Records from a data collection:
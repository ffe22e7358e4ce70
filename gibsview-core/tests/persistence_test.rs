//! File-backed persistence behind the annotation store: a single JSON array
//! per file, written through on every mutation.

use gibsview_core::annotations::{
    Annotation, AnnotationCategory, AnnotationPersistence as _, AnnotationStore, FilePersistence,
    NewAnnotation, PersistenceError,
};

fn sample_annotation(id: &str) -> Annotation {
    Annotation {
        id: id.to_string(),
        lat: -18.2871,
        lng: 147.6992,
        title: "Reef".to_string(),
        description: "coral bleaching".to_string(),
        category: AnnotationCategory::Natural,
        layer_id: "MODIS_Aqua_CorrectedReflectance_TrueColor".to_string(),
        date: chrono::NaiveDate::from_ymd_opt(2024, 1, 15).unwrap(),
        created_at: 1_700_000_000_000,
        tags: vec!["reef".to_string()],
    }
}

#[test]
fn missing_file_loads_as_empty() {
    let dir = tempfile::tempdir().unwrap();
    let persistence = FilePersistence::new(dir.path().join("annotations.json"));
    assert!(persistence.load().unwrap().is_empty());
}

#[test]
fn save_then_load_round_trips() {
    let dir = tempfile::tempdir().unwrap();
    let persistence = FilePersistence::new(dir.path().join("annotations.json"));
    let annotations = vec![sample_annotation("ann_1"), sample_annotation("ann_2")];

    persistence.save(&annotations).unwrap();
    assert_eq!(persistence.load().unwrap(), annotations);
}

#[test]
fn save_creates_parent_directories() {
    let dir = tempfile::tempdir().unwrap();
    let nested = dir.path().join("state").join("gibsview").join("annotations.json");
    let persistence = FilePersistence::new(&nested);

    persistence.save(&[sample_annotation("ann_1")]).unwrap();
    assert!(nested.exists());
    assert_eq!(persistence.load().unwrap().len(), 1);
}

#[test]
fn saved_file_is_a_pretty_printed_json_array() {
    let dir = tempfile::tempdir().unwrap();
    let path = dir.path().join("annotations.json");
    FilePersistence::new(&path)
        .save(&[sample_annotation("ann_1")])
        .unwrap();

    let contents = std::fs::read_to_string(&path).unwrap();
    assert!(contents.starts_with("[\n  {\n"));
    assert!(contents.contains(r#""layerId": "MODIS_Aqua_CorrectedReflectance_TrueColor""#));
    assert!(contents.contains(r#""createdAt": 1700000000000"#));
}

#[test]
fn corrupt_file_is_reported_not_discarded() {
    let dir = tempfile::tempdir().unwrap();
    let path = dir.path().join("annotations.json");
    std::fs::write(&path, "{ definitely not an array").unwrap();

    let err = FilePersistence::new(&path).load().unwrap_err();
    assert!(matches!(err, PersistenceError::Corrupt(..)));
}

#[test]
fn store_mutations_write_through_to_the_file() {
    let dir = tempfile::tempdir().unwrap();
    let path = dir.path().join("annotations.json");

    let mut store = AnnotationStore::open(FilePersistence::new(&path)).unwrap();
    let created = store
        .add(NewAnnotation {
            lat: 64.0,
            lng: -19.0,
            title: "Eruption plume".to_string(),
            description: String::new(),
            category: AnnotationCategory::Natural,
            layer_id: "MODIS_Terra_CorrectedReflectance_Bands721".to_string(),
            date: chrono::NaiveDate::from_ymd_opt(2024, 3, 1).unwrap(),
            tags: vec![],
        })
        .unwrap();

    // a second store opened on the same file sees the write immediately
    let other = AnnotationStore::open(FilePersistence::new(&path)).unwrap();
    assert_eq!(other.annotations(), &[created.clone()]);

    store.remove(&created.id).unwrap();
    let other = AnnotationStore::open(FilePersistence::new(&path)).unwrap();
    assert!(other.is_empty());
}
//! Time-lapse playback: a fixed number of daily frames stepping backward
//! from a start date.
//!
//! The animation runs for a fixed total duration at a fixed interval and
//! then self-cancels; the frame count is simply `duration / interval`. The
//! modules here only compute the frame dates, sleeping between frames is the
//! caller's business.

use std::time::Duration;

use chrono::NaiveDate;

/// Playback timing of a time-lapse run.
#[derive(Clone, Copy, Debug, PartialEq, Eq)]
pub struct Timelapse {
    /// Delay between consecutive frames.
    pub interval: Duration,
    /// Total running time; playback stops once it is used up.
    pub duration: Duration,
}

impl Timelapse {
    #[must_use]
    pub fn new(interval: Duration, duration: Duration) -> Self {
        Self { interval, duration }
    }

    /// How many frames fit into the total duration. A zero interval yields
    /// no frames rather than an endless animation.
    #[must_use]
    pub fn frame_count(&self) -> usize {
        if self.interval.is_zero() {
            return 0;
        }
        usize::try_from(self.duration.as_millis() / self.interval.as_millis()).unwrap_or(usize::MAX)
    }

    /// The frame dates, one calendar day backward per frame starting at
    /// `from`.
    #[must_use]
    pub fn frames(&self, from: NaiveDate) -> Frames {
        Frames {
            next: Some(from),
            remaining: self.frame_count(),
        }
    }
}

impl Default for Timelapse {
    fn default() -> Self {
        Self {
            interval: Duration::from_millis(500),
            duration: Duration::from_secs(10),
        }
    }
}

/// Iterator over the dates of a time-lapse run, newest first.
#[derive(Clone, Debug)]
pub struct Frames {
    next: Option<NaiveDate>,
    remaining: usize,
}

impl Iterator for Frames {
    type Item = NaiveDate;

    fn next(&mut self) -> Option<NaiveDate> {
        if self.remaining == 0 {
            return None;
        }
        self.remaining -= 1;
        let current = self.next?;
        self.next = current.pred_opt();
        Some(current)
    }

    fn size_hint(&self) -> (usize, Option<usize>) {
        (self.remaining, Some(self.remaining))
    }
}

impl ExactSizeIterator for Frames {}
//! Catalog of imagery layers published by NASA's Global Imagery Browse
//! Services (GIBS), and derivation of per-layer tile-URL templates.
//!
//! Layers are enumerated statically; see <https://nasa-gibs.github.io/gibs-api-docs/>
//! for the upstream service documentation. The catalog itself is pure data:
//! lookups return `Option`, URL construction and date validation have no side
//! effects and perform no I/O.

use std::collections::HashSet;
use std::fmt::{self, Display, Formatter};

use chrono::{NaiveDate, Utc};
use gibsview_tile_utils::{ImageFormat, TileMatrixSet};
use log::warn;
use serde::{Deserialize, Serialize};

/// Root of the GIBS WMTS endpoint in the Web-Mercator "best" projection.
pub const GIBS_BASE_URL: &str = "https://gibs.earthdata.nasa.gov/wmts/epsg3857/best";

/// Body the imagery covers.
#[derive(Clone, Copy, Debug, PartialEq, Eq, Serialize, Deserialize)]
#[cfg_attr(feature = "cli", derive(clap::ValueEnum))]
#[serde(rename_all = "lowercase")]
pub enum LayerCategory {
    /// Earth observation imagery.
    Earth,
    /// Mars mission imagery.
    Mars,
    /// Lunar imagery.
    Moon,
    /// Deep-space imagery.
    Space,
}

impl Display for LayerCategory {
    fn fmt(&self, f: &mut Formatter<'_>) -> fmt::Result {
        f.write_str(match self {
            Self::Earth => "earth",
            Self::Mars => "mars",
            Self::Moon => "moon",
            Self::Space => "space",
        })
    }
}

/// A single imagery layer as published by the tile service.
#[serde_with::skip_serializing_none]
#[derive(Clone, Debug, PartialEq, Serialize, Deserialize)]
#[serde(rename_all = "camelCase")]
pub struct ImageryLayer {
    /// Stable identifier, unique across the catalog. Appears verbatim in
    /// tile URLs and is referenced by annotations.
    pub id: String,
    /// Human-readable name.
    pub name: String,
    /// Longer display description.
    pub description: String,
    /// Body the imagery covers.
    pub category: LayerCategory,
    /// Raster format of the layer's tiles.
    pub format: ImageFormat,
    /// Tiling scheme the layer is published under.
    pub tile_matrix_set: TileMatrixSet,
    /// Whether the layer's content varies by calendar date.
    pub temporal: bool,
    /// First date with imagery, inclusive. Ignored when `temporal` is false.
    pub start_date: Option<NaiveDate>,
    /// Last date with imagery, inclusive. `None` means "up to the present".
    pub end_date: Option<NaiveDate>,
}

impl ImageryLayer {
    /// Builds the layer's tile-URL template against [`GIBS_BASE_URL`].
    ///
    /// See [`tile_url_template_with_base`](Self::tile_url_template_with_base).
    #[must_use]
    pub fn tile_url_template(&self, date: Option<NaiveDate>) -> String {
        self.tile_url_template_with_base(GIBS_BASE_URL, date)
    }

    /// Builds a tile-URL template of the shape
    /// `{base}/{id}/default/{date}/{tileMatrixSet}/{z}/{y}/{x}.{ext}`.
    ///
    /// `{z}`, `{y}` and `{x}` are left as literal placeholders for the map
    /// widget to substitute per tile. For temporal layers the date segment is
    /// the ISO calendar date of `date`, defaulting to today in the UTC
    /// calendar; non-temporal layers always use the literal segment
    /// `default`, regardless of `date`.
    #[must_use]
    pub fn tile_url_template_with_base(&self, base: &str, date: Option<NaiveDate>) -> String {
        let time = if self.temporal {
            date.unwrap_or_else(|| Utc::now().date_naive())
                .format("%Y-%m-%d")
                .to_string()
        } else {
            "default".to_string()
        };
        // The first "default" path segment is the WMTS STYLE parameter
        // required by GIBS, not the date.
        format!(
            "{base}/{id}/default/{time}/{tms}/{{z}}/{{y}}/{{x}}.{ext}",
            id = self.id,
            tms = self.tile_matrix_set,
            ext = self.format.extension(),
        )
    }

    /// Whether the layer has imagery for `date`.
    ///
    /// Always true for non-temporal layers. For temporal layers both bounds
    /// are inclusive and compared at calendar-day granularity.
    #[must_use]
    pub fn is_date_valid(&self, date: NaiveDate) -> bool {
        if !self.temporal {
            return true;
        }
        if self.start_date.is_some_and(|start| date < start) {
            return false;
        }
        if self.end_date.is_some_and(|end| date > end) {
            return false;
        }
        true
    }
}

/// Ordered, statically-built registry of imagery layers.
///
/// [`LayerCatalog::default`] yields the GIBS layers the viewer ships with.
#[derive(Clone, Debug, PartialEq)]
pub struct LayerCatalog {
    layers: Vec<ImageryLayer>,
}

impl LayerCatalog {
    /// Builds a catalog from `layers`, preserving their order.
    ///
    /// Layer ids must be unique; a duplicate keeps the first occurrence and
    /// logs a warning.
    #[must_use]
    pub fn new(layers: Vec<ImageryLayer>) -> Self {
        let mut seen = HashSet::new();
        let layers = layers
            .into_iter()
            .filter(|layer| {
                let fresh = seen.insert(layer.id.clone());
                if !fresh {
                    warn!("ignoring duplicate layer id {}", layer.id);
                }
                fresh
            })
            .collect();
        Self { layers }
    }

    /// Looks up a layer by its exact id.
    #[must_use]
    pub fn get(&self, id: &str) -> Option<&ImageryLayer> {
        self.layers.iter().find(|layer| layer.id == id)
    }

    /// Layers of the given category, in catalog order. May be empty.
    pub fn by_category(&self, category: LayerCategory) -> impl Iterator<Item = &ImageryLayer> {
        self.layers
            .iter()
            .filter(move |layer| layer.category == category)
    }

    /// All layers in catalog order.
    pub fn iter(&self) -> impl Iterator<Item = &ImageryLayer> {
        self.layers.iter()
    }

    /// First layer of the catalog, the viewer's startup selection.
    #[must_use]
    pub fn first(&self) -> Option<&ImageryLayer> {
        self.layers.first()
    }

    /// Number of layers.
    #[must_use]
    pub fn len(&self) -> usize {
        self.layers.len()
    }

    /// Whether the catalog has no layers.
    #[must_use]
    pub fn is_empty(&self) -> bool {
        self.layers.is_empty()
    }
}

impl Default for LayerCatalog {
    fn default() -> Self {
        Self::new(gibs_layers())
    }
}

fn ymd(year: i32, month: u32, day: u32) -> NaiveDate {
    NaiveDate::from_ymd_opt(year, month, day).expect("valid calendar date")
}

/// The GIBS layers the viewer ships with.
fn gibs_layers() -> Vec<ImageryLayer> {
    vec![
        ImageryLayer {
            id: "VIIRS_SNPP_CorrectedReflectance_TrueColor".to_string(),
            name: "VIIRS True Color".to_string(),
            description: "True-color corrected reflectance from VIIRS instrument on Suomi-NPP \
                          satellite, providing daily global imagery"
                .to_string(),
            category: LayerCategory::Earth,
            format: ImageFormat::Jpeg,
            tile_matrix_set: TileMatrixSet::new("GoogleMapsCompatible_Level9"),
            temporal: true,
            start_date: Some(ymd(2015, 11, 24)),
            end_date: None,
        },
        ImageryLayer {
            id: "MODIS_Terra_CorrectedReflectance_TrueColor".to_string(),
            name: "MODIS Terra True Color".to_string(),
            description: "True-color imagery from MODIS instrument on Terra satellite, showing \
                          Earth as it would appear to human eyes"
                .to_string(),
            category: LayerCategory::Earth,
            format: ImageFormat::Jpeg,
            tile_matrix_set: TileMatrixSet::new("GoogleMapsCompatible_Level9"),
            temporal: true,
            start_date: Some(ymd(2000, 2, 24)),
            end_date: None,
        },
        ImageryLayer {
            id: "MODIS_Aqua_CorrectedReflectance_TrueColor".to_string(),
            name: "MODIS Aqua True Color".to_string(),
            description: "True-color imagery from MODIS instrument on Aqua satellite".to_string(),
            category: LayerCategory::Earth,
            format: ImageFormat::Jpeg,
            tile_matrix_set: TileMatrixSet::new("GoogleMapsCompatible_Level9"),
            temporal: true,
            start_date: Some(ymd(2002, 7, 3)),
            end_date: None,
        },
        ImageryLayer {
            id: "VIIRS_SNPP_CorrectedReflectance_BandsM11-I2-I1".to_string(),
            name: "VIIRS False Color".to_string(),
            description: "False-color imagery using bands M11-I2-I1, useful for identifying \
                          fires, vegetation, and water"
                .to_string(),
            category: LayerCategory::Earth,
            format: ImageFormat::Jpeg,
            tile_matrix_set: TileMatrixSet::new("GoogleMapsCompatible_Level9"),
            temporal: true,
            start_date: Some(ymd(2015, 11, 24)),
            end_date: None,
        },
        ImageryLayer {
            id: "MODIS_Terra_CorrectedReflectance_Bands721".to_string(),
            name: "MODIS Terra False Color (Bands 7-2-1)".to_string(),
            description: "False-color composite ideal for distinguishing burn scars, vegetation, \
                          and urban areas"
                .to_string(),
            category: LayerCategory::Earth,
            format: ImageFormat::Jpeg,
            tile_matrix_set: TileMatrixSet::new("GoogleMapsCompatible_Level9"),
            temporal: true,
            start_date: Some(ymd(2000, 2, 24)),
            end_date: None,
        },
        ImageryLayer {
            id: "MODIS_Aqua_CorrectedReflectance_Bands721".to_string(),
            name: "MODIS Aqua False Color (Bands 7-2-1)".to_string(),
            description: "False-color composite from Aqua satellite for land and fire analysis"
                .to_string(),
            category: LayerCategory::Earth,
            format: ImageFormat::Jpeg,
            tile_matrix_set: TileMatrixSet::new("GoogleMapsCompatible_Level9"),
            temporal: true,
            start_date: Some(ymd(2002, 7, 3)),
            end_date: None,
        },
        ImageryLayer {
            id: "VIIRS_SNPP_DayNightBand_ENCC".to_string(),
            name: "VIIRS Earth at Night".to_string(),
            description: "Day/Night Band showing city lights, auroras, wildfires, and other \
                          nighttime phenomena"
                .to_string(),
            category: LayerCategory::Earth,
            format: ImageFormat::Png,
            tile_matrix_set: TileMatrixSet::new("GoogleMapsCompatible_Level8"),
            temporal: true,
            start_date: Some(ymd(2015, 11, 24)),
            end_date: None,
        },
        ImageryLayer {
            id: "BlueMarble_NextGeneration".to_string(),
            name: "Blue Marble".to_string(),
            description: "Monthly composite imagery of Earth's surface at 500m resolution"
                .to_string(),
            category: LayerCategory::Earth,
            format: ImageFormat::Jpeg,
            tile_matrix_set: TileMatrixSet::new("GoogleMapsCompatible_Level8"),
            temporal: false,
            start_date: None,
            end_date: None,
        },
        ImageryLayer {
            id: "ASTER_GDEM_Greyscale_Shaded_Relief".to_string(),
            name: "ASTER Global Elevation".to_string(),
            description: "Global topographic relief shading from ASTER GDEM dataset".to_string(),
            category: LayerCategory::Earth,
            format: ImageFormat::Jpeg,
            tile_matrix_set: TileMatrixSet::new("GoogleMapsCompatible_Level8"),
            temporal: false,
            start_date: None,
            end_date: None,
        },
    ]
}
//! Pluggable persistence behind the annotation store.
//!
//! The store is constructed with a backend implementing
//! [`AnnotationPersistence`]; production code uses [`FilePersistence`],
//! tests inject [`MemoryPersistence`].

use std::cell::{Cell, RefCell};
use std::fs;
use std::io;
use std::path::{Path, PathBuf};

use log::debug;

use super::Annotation;

/// Errors from reading or writing the persisted annotation list.
#[derive(thiserror::Error, Debug)]
pub enum PersistenceError {
    /// The backing file could not be read.
    #[error("failed to read annotations from {path}: {0}", path = .1.display())]
    Read(#[source] io::Error, PathBuf),

    /// The backing file could not be written.
    #[error("failed to write annotations to {path}: {0}", path = .1.display())]
    Write(#[source] io::Error, PathBuf),

    /// The backing file exists but does not hold a valid annotation array.
    #[error("stored annotations in {path} are not a valid annotation array: {0}", path = .1.display())]
    Corrupt(#[source] serde_json::Error, PathBuf),

    /// The annotation list could not be serialized.
    #[error("failed to serialize annotations: {0}")]
    Serialize(#[source] serde_json::Error),
}

/// Loads and saves the full annotation list.
///
/// `save` replaces whatever was persisted before; there is no merging and no
/// coordination between concurrent writers (last write wins).
pub trait AnnotationPersistence {
    /// Loads the persisted list. An absent backing slot loads as empty.
    fn load(&self) -> Result<Vec<Annotation>, PersistenceError>;

    /// Replaces the persisted list with `annotations`.
    fn save(&self, annotations: &[Annotation]) -> Result<(), PersistenceError>;
}

/// File-backed persistence: one pretty-printed JSON array per store.
#[derive(Clone, Debug)]
pub struct FilePersistence {
    path: PathBuf,
}

impl FilePersistence {
    /// Creates a backend reading and writing `path`. The file is created on
    /// first save; parent directories are created as needed.
    #[must_use]
    pub fn new(path: impl Into<PathBuf>) -> Self {
        Self { path: path.into() }
    }

    /// The backing file path.
    #[must_use]
    pub fn path(&self) -> &Path {
        &self.path
    }
}

impl AnnotationPersistence for FilePersistence {
    fn load(&self) -> Result<Vec<Annotation>, PersistenceError> {
        if !self.path.exists() {
            debug!("no annotation file at {}", self.path.display());
            return Ok(vec![]);
        }
        let data = fs::read_to_string(&self.path)
            .map_err(|e| PersistenceError::Read(e, self.path.clone()))?;
        serde_json::from_str(&data).map_err(|e| PersistenceError::Corrupt(e, self.path.clone()))
    }

    fn save(&self, annotations: &[Annotation]) -> Result<(), PersistenceError> {
        let data =
            serde_json::to_string_pretty(annotations).map_err(PersistenceError::Serialize)?;
        if let Some(parent) = self.path.parent() {
            if !parent.as_os_str().is_empty() {
                fs::create_dir_all(parent)
                    .map_err(|e| PersistenceError::Write(e, self.path.clone()))?;
            }
        }
        fs::write(&self.path, data).map_err(|e| PersistenceError::Write(e, self.path.clone()))
    }
}

/// In-memory persistence, a test double that records what was saved.
#[derive(Debug, Default)]
pub struct MemoryPersistence {
    slot: RefCell<Vec<Annotation>>,
    saves: Cell<usize>,
}

impl MemoryPersistence {
    /// Creates a backend preloaded with `annotations`.
    #[must_use]
    pub fn with_contents(annotations: Vec<Annotation>) -> Self {
        Self {
            slot: RefCell::new(annotations),
            saves: Cell::new(0),
        }
    }

    /// The most recently saved list.
    #[must_use]
    pub fn saved(&self) -> Vec<Annotation> {
        self.slot.borrow().clone()
    }

    /// How many times `save` has been called.
    #[must_use]
    pub fn save_count(&self) -> usize {
        self.saves.get()
    }
}

impl AnnotationPersistence for MemoryPersistence {
    fn load(&self) -> Result<Vec<Annotation>, PersistenceError> {
        Ok(self.slot.borrow().clone())
    }

    fn save(&self, annotations: &[Annotation]) -> Result<(), PersistenceError> {
        *self.slot.borrow_mut() = annotations.to_vec();
        self.saves.set(self.saves.get() + 1);
        Ok(())
    }
}
//! End-to-end viewer flows against a file-backed annotation store: clicking
//! the map to create an annotation, reopening the viewer, and moving
//! annotations between installations via export/import.

use chrono::NaiveDate;
use gibsview::render::{MapAdapter, MapView, RenderResult};
use gibsview::session::ViewerSession;
use gibsview_core::annotations::{AnnotationCategory, AnnotationStore, FilePersistence};
use gibsview_core::catalog::LayerCatalog;
use gibsview_core::locations::FeaturedCatalog;
use gibsview_tile_utils::LatLng;

/// Adapter test double that "clicks" a scripted list of points.
struct ScriptedClicks {
    clicks: Vec<LatLng>,
}

impl MapAdapter for ScriptedClicks {
    fn render(&mut self, _view: &MapView, on_click: &mut dyn FnMut(LatLng)) -> RenderResult<()> {
        for &at in &self.clicks {
            on_click(at);
        }
        Ok(())
    }
}

fn ymd(year: i32, month: u32, day: u32) -> NaiveDate {
    NaiveDate::from_ymd_opt(year, month, day).unwrap()
}

fn open_session(path: &std::path::Path) -> ViewerSession<FilePersistence> {
    let store = AnnotationStore::open(FilePersistence::new(path)).unwrap();
    ViewerSession::new(LayerCatalog::default(), FeaturedCatalog::default(), store)
}

#[test]
fn click_to_annotation_survives_a_restart() {
    let dir = tempfile::tempdir().unwrap();
    let path = dir.path().join("annotations.json");

    let mut session = open_session(&path);
    session.select_layer("MODIS_Aqua_CorrectedReflectance_TrueColor");
    session.set_date(ymd(2024, 1, 15));

    // the user clicks the reef and submits the annotation form
    let mut adapter = ScriptedClicks {
        clicks: vec![LatLng::new(-18.2871, 147.6992)],
    };
    let mut clicked = Vec::new();
    let view = session.map_view().unwrap();
    adapter.render(&view, &mut |at| clicked.push(at)).unwrap();
    assert_eq!(clicked.len(), 1);

    let created = session
        .annotate(
            clicked[0],
            "Reef",
            "coral bleaching along the outer reef",
            AnnotationCategory::Natural,
            vec!["reef".to_string()],
        )
        .unwrap();
    assert_eq!(created.layer_id, "MODIS_Aqua_CorrectedReflectance_TrueColor");
    assert_eq!(created.date, ymd(2024, 1, 15));

    // a fresh session on the same file sees the annotation as a marker
    let reopened = open_session(&path);
    assert_eq!(reopened.store().len(), 1);
    let view = reopened.map_view().unwrap();
    assert_eq!(view.markers.len(), 1);
    assert_eq!(view.markers[0].label, "Reef");
    assert_eq!(view.markers[0].position, clicked[0]);
}

#[test]
fn export_moves_annotations_between_installations() {
    let dir = tempfile::tempdir().unwrap();

    let mut source = open_session(&dir.path().join("laptop.json"));
    source
        .annotate(
            LatLng::new(64.0, -19.0),
            "Eruption plume",
            "",
            AnnotationCategory::Natural,
            vec![],
        )
        .unwrap();
    source
        .annotate(
            LatLng::new(35.6762, 139.6503),
            "Night lights",
            "",
            AnnotationCategory::Human,
            vec![],
        )
        .unwrap();
    let exported = source.store().export().unwrap();

    let mut target = open_session(&dir.path().join("desktop.json"));
    target
        .annotate(
            LatLng::new(0.0, 0.0),
            "Scratch note",
            "",
            AnnotationCategory::Other,
            vec![],
        )
        .unwrap();

    // import replaces the target's list wholesale
    let count = target.store_mut().import(&exported).unwrap();
    assert_eq!(count, 2);
    assert_eq!(
        target.store().annotations(),
        source.store().annotations(),
        "imported list must match the exported one"
    );

    // and the replacement is itself persisted
    let reopened = open_session(&dir.path().join("desktop.json"));
    assert_eq!(reopened.store().annotations(), source.store().annotations());
}

#[test]
fn rejected_import_leaves_the_installation_intact() {
    let dir = tempfile::tempdir().unwrap();
    let path = dir.path().join("annotations.json");

    let mut session = open_session(&path);
    session
        .annotate(
            LatLng::new(45.0, 60.0),
            "Shoreline retreat",
            "",
            AnnotationCategory::Natural,
            vec![],
        )
        .unwrap();
    let before = session.store().annotations().to_vec();

    assert!(session.store_mut().import("not json").is_err());
    assert_eq!(session.store().annotations(), before);

    let reopened = open_session(&path);
    assert_eq!(reopened.store().annotations(), before);
}
#![doc = include_str!("../README.md")]
#![warn(missing_docs)]
#![warn(missing_debug_implementations)]

/// User-created, geolocated notes with pluggable persistence.
pub mod annotations;

/// Imagery layers, date validity, and tile-URL templates.
pub mod catalog;

/// Curated points of interest.
pub mod locations;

• Work required:
Extract from the records above the lines from the one containing "let mut adapter" to the one containing "bleaching along the", both lines included, exactly as they appear and with nothing else.

• Exercise output:
    let mut adapter = ScriptedClicks {
        clicks: vec![LatLng::new(-18.2871, 147.6992)],
    };
    let mut clicked = Vec::new();
    let view = session.map_view().unwrap();
    adapter.render(&view, &mut |at| clicked.push(at)).unwrap();
    assert_eq!(clicked.len(), 1);

    let created = session
        .annotate(
            clicked[0],
            "Reef",
            "coral bleaching along the outer reef",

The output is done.